Predictions and Tests
The Axis Model makes specific, falsifiable predictions across multiple domains. This page presents empirical tests and observational analyses that probe the theory's core mechanisms.
Section 1: Gravitational Phenomena
Coherence–Filtered G-eff (x): A Linked Test Using Gravitational Lensing and Gravitational–Wave Propagation
Currently submitted to the Gravity Research Foundation's 2026 Awards for Essays on Gravitation. This test exploits a strict multi-messenger redundancy: if a single coherence field gates gravity, it must rescale both gravitational lensing observables and gravitational-wave amplitude transport along the same line of sight. Strongly lensed standard sirens therefore provide an overconstrained null test—agreement confirms the closure, while any statistically significant mismatch falsifies the model outright. Analysis complete. Upon outcome, a follow-up paper with results will be forthcoming. Specifically, we will report sinf posteriors for all candidate hosts within the search radius without post-hoc selection.

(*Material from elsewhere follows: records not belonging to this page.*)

//! Candidate generators: each turns an already-fetched [`Page`] into an
//! ordered list of addresses that might be feeds.
//!
//! Generator order is a ranking contract — the orchestrator fully drains
//! one generator before evaluating the next, and single-result callers
//! depend on that order meaning "most authoritative first":
//!
//! 1. [`declared_links`] — the page says so (`<link type="application/rss+xml">`)
//! 2. [`guessed_paths`] — conventional feed locations under this site
//! 3. [`anchor_candidates`] — anchors that merely look feed-ish
//!
//! (The fourth tier, the page's self-classification, needs no generator:
//! the orchestrator reads it straight off the page.)
//!
//! None of these functions touch the network.

use url::Url;

use crate::page::Page;
use crate::util;

/// Conventional feed locations, tried against the page path and the site
/// root. Platform-specific entries (Typo3, Joomla, Blogger, LiveJournal,
/// Posterous, Patch) earn their place by showing up in the wild.
const GUESS_SUFFIXES: &[&str] = &[
    "index.xml",
    "atom.xml",
    "feeds",
    "feeds/default",
    "feed",
    "feed/default",
    "feeds/posts/default/",
    "?feed=rss",
    "?feed=atom",
    "?feed=rss2",
    "?feed=rdf",
    "rss",
    "atom",
    "rdf",
    "index.rss",
    "index.rdf",
    "index.atom",
    "?type=100",              // Typo3
    "?format=feed&type=rss",  // Joomla
    "feeds/posts/default",    // Blogger
    "data/rss",               // LiveJournal
    "rss.xml",                // Posterous
    "articles.rss",           // Patch
    "articles.atom",          // Patch
];

/// High-confidence check: the address ends in a feed file extension.
pub(crate) fn is_feed_url_like(url: &str) -> bool {
    const ENDINGS: [&str; 4] = [".rss", ".rdf", ".atom", ".xml"];
    let lower = url.to_ascii_lowercase();
    ENDINGS.iter().any(|ending| lower.ends_with(ending))
}

/// Moderate-confidence check: the address contains a feed-ish substring.
pub(crate) fn might_be_feed_url(url: &str) -> bool {
    const SUBSTRINGS: [&str; 5] = ["rss", "rdf", "atom", "xml", "feed"];
    let lower = url.to_ascii_lowercase();
    SUBSTRINGS.iter().any(|substring| lower.contains(substring))
}

/// Whether visible text contains a feed keyword as a whole word
/// ("RSS feed" yes, "grsshopper" no).
fn text_has_feed_keyword(text: &str) -> bool {
    const KEYWORDS: [&str; 4] = ["rss", "atom", "feed", "xml"];
    text.to_ascii_lowercase()
        .split(|c: char| !c.is_ascii_alphanumeric())
        .any(|word| KEYWORDS.contains(&word))
}

/// Tier 1: feed links the page itself declares, in document order.
pub fn declared_links(page: &Page) -> Vec<Url> {
    page.declared_feeds().to_vec()
}

/// Tier 2: conventional feed paths joined against the page's cleaned
/// address and against the site root. These mostly won't exist, but when
/// they do they are almost always real feeds.
pub fn guessed_paths(page: &Page) -> Vec<Url> {
    let base = util::clean_url(page.url());
    let root = util::site_root(page.url());

    let mut guesses = Vec::new();
    for suffix in GUESS_SUFFIXES {
        for origin in [&base, &root] {
            if let Ok(joined) = origin.join(suffix) {
                guesses.push(util::normalize(&joined));
            }
        }
    }
    guesses
}

/// Tier 3: anchors that look like they point at a feed, most specific
/// signal first. Three sub-ranks, document order within each:
/// whole-word feed keyword in the visible text, then a feed file extension
/// on the href, then a feed-ish substring anywhere in href or text.
pub fn anchor_candidates(page: &Page) -> Vec<Url> {
    let anchors = page.anchors();
    let mut taken = vec![false; anchors.len()];
    let mut candidates = Vec::new();

    let ranks: [&dyn Fn(&crate::page::Anchor) -> bool; 3] = [
        &|a| text_has_feed_keyword(&a.text),
        &|a| is_feed_url_like(&a.raw_href),
        &|a| might_be_feed_url(&a.raw_href) || might_be_feed_url(&a.text),
    ];

    // Each anchor surfaces once, at its most specific rank
    for rank in ranks {
        for (idx, anchor) in anchors.iter().enumerate() {
            if taken[idx] {
                continue;
            }
            if let Some(target) = &anchor.target {
                if rank(anchor) {
                    taken[idx] = true;
                    candidates.push(target.clone());
                }
            }
        }
    }

    candidates
}

/// Anchor targets on the given origin host, in document order — the pages a
/// spidering search may descend into. Off-host and non-http(s) targets are
/// never returned.
pub fn internal_links(page: &Page, origin: &Url) -> Vec<Url> {
    page.anchors()
        .iter()
        .filter_map(|anchor| anchor.target.clone())
        .filter(|target| util::same_host(target, origin))
        .collect()
}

Predicting and Bounding Earth Flyby Velocity Anomalies Using a Minimal Discrete-State Model
Earth gravity assists exhibit millimeter-per-second velocity residuals that evade conventional continuous perturbation models. Here, flyby anomalies are treated as outcomes of a minimal discrete-state transition, predicting a quantized ladder of allowed Δv values. Future flybys must land on this ladder—or decisively rule the framework out.

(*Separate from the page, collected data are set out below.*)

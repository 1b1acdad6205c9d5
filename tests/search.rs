//! End-to-end search tests against a mock HTTP server.
//!
//! These exercise the whole pipeline — fetch, page model, heuristic tiers,
//! verification, spidering — and pin down the observable contracts: result
//! ordering, at-most-once fetching, depth bounds, deadline behavior, and
//! terminal error mapping.

use std::time::Duration;

use feedscout::{find_feed_url, generate_feed_urls, FeedKind, SearchError, SearchOptions};
use pretty_assertions::assert_eq;
use url::Url;
use wiremock::matchers::{method, path};
use wiremock::{Mock, MockServer, ResponseTemplate};

const RSS: &str = r#"<?xml version="1.0"?>
<rss version="2.0"><channel><title>Example</title></channel></rss>"#;

const ATOM: &str = r#"<?xml version="1.0"?>
<feed xmlns="http://www.w3.org/2005/Atom"><title>Example</title></feed>"#;

fn html(head: &str, body: &str) -> String {
    format!("<html><head>{head}</head><body>{body}</body></html>")
}

async fn mount(server: &MockServer, at: &str, body: &str) {
    Mock::given(method("GET"))
        .and(path(at))
        .respond_with(ResponseTemplate::new(200).set_body_string(body))
        .mount(server)
        .await;
}

/// Drains a search and returns the result paths, panicking on any error.
async fn collect_paths(client: &reqwest::Client, url: &str, options: &SearchOptions) -> Vec<String> {
    let mut stream = generate_feed_urls(client, url, options);
    let mut paths = Vec::new();
    while let Some(item) = stream.next().await {
        let feed = item.expect("search should not error");
        paths.push(Url::parse(feed.url.as_str()).unwrap().path().to_owned());
    }
    paths
}

async fn requests_to(server: &MockServer, at: &str) -> usize {
    server
        .received_requests()
        .await
        .unwrap()
        .iter()
        .filter(|r| r.url.path() == at)
        .count()
}

#[tokio::test]
async fn test_declared_link_ranks_before_guesses_and_anchors() {
    let server = MockServer::start().await;
    let page = html(
        r#"<link rel="alternate" type="application/atom+xml" href="/real.atom">"#,
        r#"<a href="/updates.rss">subscribe here</a>"#,
    );
    mount(&server, "/", &page).await;
    mount(&server, "/real.atom", ATOM).await;
    mount(&server, "/atom.xml", ATOM).await; // a known-path guess that exists
    mount(&server, "/updates.rss", RSS).await;

    let client = reqwest::Client::new();
    let paths = collect_paths(&client, &server.uri(), &SearchOptions::default()).await;

    // declared link, then known-path guess, then anchor heuristic
    assert_eq!(paths, vec!["/real.atom", "/atom.xml", "/updates.rss"]);
}

#[tokio::test]
async fn test_find_feed_url_returns_most_likely_first() {
    let server = MockServer::start().await;
    let page = html(
        r#"<link type="application/rss+xml" href="/best.rss">"#,
        r#"<a href="/also.rss">rss</a>"#,
    );
    mount(&server, "/", &page).await;
    mount(&server, "/best.rss", RSS).await;
    mount(&server, "/also.rss", RSS).await;

    let client = reqwest::Client::new();
    let feed = find_feed_url(&client, &server.uri(), &SearchOptions::default())
        .await
        .unwrap();

    assert_eq!(feed.url.path(), "/best.rss");
    assert_eq!(feed.kind, FeedKind::Rss);
    // lazy: the weaker candidate was never verified
    assert_eq!(requests_to(&server, "/also.rss").await, 0);
}

#[tokio::test]
async fn test_each_address_verified_at_most_once() {
    let server = MockServer::start().await;
    let page = html(
        r#"<link type="application/rss+xml" href="/feed.xml">
           <link type="application/rss+xml" href="/feed.xml">"#,
        r#"<a href="/feed.xml">RSS feed</a>"#,
    );
    mount(&server, "/", &page).await;
    mount(&server, "/feed.xml", RSS).await;

    let client = reqwest::Client::new();
    let paths = collect_paths(&client, &server.uri(), &SearchOptions::default()).await;

    assert_eq!(paths, vec!["/feed.xml"]);
    assert_eq!(requests_to(&server, "/feed.xml").await, 1);
}

#[tokio::test]
async fn test_spider_depth_bound() {
    let server = MockServer::start().await;
    let chain_len = 4;
    for step in 0..chain_len {
        let page = html(
            &format!(r#"<link type="application/rss+xml" href="/{step}.rss">"#),
            &format!(r#"<a href="/{}.html">next</a>"#, step + 1),
        );
        mount(&server, &format!("/{step}.html"), &page).await;
        mount(&server, &format!("/{step}.rss"), RSS).await;
    }

    let client = reqwest::Client::new();
    for depth in 0..3u32 {
        let options = SearchOptions {
            spider: depth,
            ..SearchOptions::default()
        };
        let origin = format!("{}/0.html", server.uri());
        let paths = collect_paths(&client, &origin, &options).await;
        let expected: Vec<String> = (0..=depth).map(|i| format!("/{i}.rss")).collect();
        assert_eq!(paths, expected, "spider={depth}");
    }
}

#[tokio::test]
async fn test_spider_zero_fetches_no_other_page() {
    let server = MockServer::start().await;
    let page = html("", r#"<a href="/other.html">elsewhere</a>"#);
    mount(&server, "/", &page).await;
    mount(
        &server,
        "/other.html",
        &html(r#"<link type="application/rss+xml" href="/hidden.rss">"#, ""),
    )
    .await;
    mount(&server, "/hidden.rss", RSS).await;

    let client = reqwest::Client::new();
    let paths = collect_paths(&client, &server.uri(), &SearchOptions::default()).await;

    assert!(paths.is_empty());
    assert_eq!(requests_to(&server, "/other.html").await, 0);
    assert_eq!(requests_to(&server, "/hidden.rss").await, 0);
}

#[tokio::test]
async fn test_off_host_links_are_not_followed() {
    // The off-host filter drops these before any fetch is attempted, so the
    // search completes without ever resolving the foreign name.
    let server = MockServer::start().await;
    let page = html(
        "",
        r#"<a href="https://other-host.invalid/about">their site</a>"#,
    );
    mount(&server, "/", &page).await;

    let client = reqwest::Client::new();
    let options = SearchOptions {
        spider: 2,
        ..SearchOptions::default()
    };
    let paths = collect_paths(&client, &server.uri(), &options).await;
    assert!(paths.is_empty());
}

#[tokio::test]
async fn test_timeout_stops_search_before_next_fetch() {
    let server = MockServer::start().await;
    let page = html(
        r#"<link type="application/rss+xml" href="/feed.xml">"#,
        "",
    );
    Mock::given(method("GET"))
        .and(path("/"))
        .respond_with(
            ResponseTemplate::new(200)
                .set_body_string(page)
                .set_delay(Duration::from_millis(300)),
        )
        .mount(&server)
        .await;
    mount(&server, "/feed.xml", RSS).await;

    let client = reqwest::Client::new();
    let options = SearchOptions {
        max_time: Some(Duration::from_millis(100)),
        ..SearchOptions::default()
    };
    let result = find_feed_url(&client, &server.uri(), &options).await;

    assert!(matches!(result, Err(SearchError::Timeout)));
    // The in-flight origin fetch completed, but nothing was fetched after
    // the deadline elapsed
    assert_eq!(requests_to(&server, "/feed.xml").await, 0);
    assert_eq!(server.received_requests().await.unwrap().len(), 1);
}

#[tokio::test]
async fn test_no_feed_found() {
    let server = MockServer::start().await;
    mount(&server, "/", &html("", "<p>nothing to see</p>")).await;

    let client = reqwest::Client::new();
    let paths = collect_paths(&client, &server.uri(), &SearchOptions::default()).await;
    assert!(paths.is_empty());

    let result = find_feed_url(&client, &server.uri(), &SearchOptions::default()).await;
    assert!(matches!(result, Err(SearchError::NoFeedFound)));
}

#[tokio::test]
async fn test_unreachable_origin() {
    let server = MockServer::start().await;
    // nothing mounted: every request 404s

    let client = reqwest::Client::new();
    let result = find_feed_url(&client, &server.uri(), &SearchOptions::default()).await;
    assert!(matches!(result, Err(SearchError::Origin(_))));

    let mut stream = generate_feed_urls(&client, &server.uri(), &SearchOptions::default());
    assert!(stream.next().await.is_none());
    assert!(stream.origin_error().is_some());
}

#[tokio::test]
async fn test_page_that_is_itself_a_feed() {
    let server = MockServer::start().await;
    mount(&server, "/feed", ATOM).await;

    let client = reqwest::Client::new();
    let origin = format!("{}/feed", server.uri());

    let mut stream = generate_feed_urls(&client, &origin, &SearchOptions::default());
    let feed = stream.next().await.unwrap().unwrap();
    assert_eq!(feed.url.path(), "/feed");
    assert_eq!(feed.kind, FeedKind::Atom);
    assert!(stream.next().await.is_none());

    // One fetch total: no heuristic candidates are probed under a feed URL
    assert_eq!(server.received_requests().await.unwrap().len(), 1);
}

#[tokio::test]
async fn test_max_links_bounds_verification() {
    let server = MockServer::start().await;
    let page = html(
        r#"<link type="application/rss+xml" href="/a.rss">
           <link type="application/rss+xml" href="/b.rss">
           <link type="application/rss+xml" href="/c.rss">"#,
        "",
    );
    mount(&server, "/", &page).await;
    for name in ["/a.rss", "/b.rss", "/c.rss"] {
        mount(&server, name, RSS).await;
    }

    let client = reqwest::Client::new();
    let options = SearchOptions {
        max_links: Some(2),
        ..SearchOptions::default()
    };
    let paths = collect_paths(&client, &server.uri(), &options).await;

    assert_eq!(paths, vec!["/a.rss", "/b.rss"]);
    assert_eq!(requests_to(&server, "/c.rss").await, 0);
}

#[tokio::test]
async fn test_independent_searches_produce_identical_sequences() {
    let server = MockServer::start().await;
    let page = html(
        r#"<link type="application/atom+xml" href="/primary.atom">"#,
        r#"<a href="/extra.rss">rss</a>"#,
    );
    mount(&server, "/", &page).await;
    mount(&server, "/primary.atom", ATOM).await;
    mount(&server, "/extra.rss", RSS).await;

    let client = reqwest::Client::new();
    let first = collect_paths(&client, &server.uri(), &SearchOptions::default()).await;
    let second = collect_paths(&client, &server.uri(), &SearchOptions::default()).await;

    assert_eq!(first, second);
    assert_eq!(first, vec!["/primary.atom", "/extra.rss"]);
}

#[tokio::test]
async fn test_supplied_html_skips_origin_fetch() {
    let server = MockServer::start().await;
    mount(&server, "/feed.xml", RSS).await;

    let client = reqwest::Client::new();
    let options = SearchOptions {
        html: Some(html(
            r#"<link type="application/rss+xml" href="/feed.xml">"#,
            "",
        )),
        ..SearchOptions::default()
    };
    let origin = format!("{}/page", server.uri());
    let feed = find_feed_url(&client, &origin, &options).await.unwrap();

    assert_eq!(feed.url.path(), "/feed.xml");
    // The declared link resolved in one request; the page was never fetched
    assert_eq!(server.received_requests().await.unwrap().len(), 1);
}

#[tokio::test]
async fn test_known_path_guess_finds_conventional_atom() {
    // spec scenario: example.com page whose /atom.xml serves Atom
    let server = MockServer::start().await;
    mount(&server, "/", &html("", "<p>welcome</p>")).await;
    mount(&server, "/atom.xml", ATOM).await;

    let client = reqwest::Client::new();
    let paths = collect_paths(&client, &server.uri(), &SearchOptions::default()).await;
    assert_eq!(paths, vec!["/atom.xml"]);

    let feed = find_feed_url(&client, &server.uri(), &SearchOptions::default())
        .await
        .unwrap();
    assert_eq!(feed.url.path(), "/atom.xml");
    assert_eq!(feed.kind, FeedKind::Atom);
}

#[tokio::test]
async fn test_failed_candidate_does_not_stop_the_search() {
    let server = MockServer::start().await;
    let page = html(
        r#"<link type="application/rss+xml" href="/broken.rss">
           <link type="application/rss+xml" href="/works.rss">"#,
        "",
    );
    mount(&server, "/", &page).await;
    Mock::given(method("GET"))
        .and(path("/broken.rss"))
        .respond_with(ResponseTemplate::new(500))
        .mount(&server)
        .await;
    mount(&server, "/works.rss", RSS).await;

    let client = reqwest::Client::new();
    let feed = find_feed_url(&client, &server.uri(), &SearchOptions::default())
        .await
        .unwrap();
    assert_eq!(feed.url.path(), "/works.rss");
}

Section 2: Particle Physics
Environment-Dependent Neutrino Mass from Scalar Projection: A Unified Explanation of the θ23 Bifurcation in T2K and NOνA
Long-baseline neutrino experiments report a persistent bifurcation in the atmospheric mixing angle θ23. This work tests a falsifiable alternative to fixed neutrino masses: scalar-projected, environment-dependent mass eigenstates that naturally generate bimodal posteriors. The model collapses to standard oscillations in coherent limits and makes concrete predictions for DUNE and Hyper-K.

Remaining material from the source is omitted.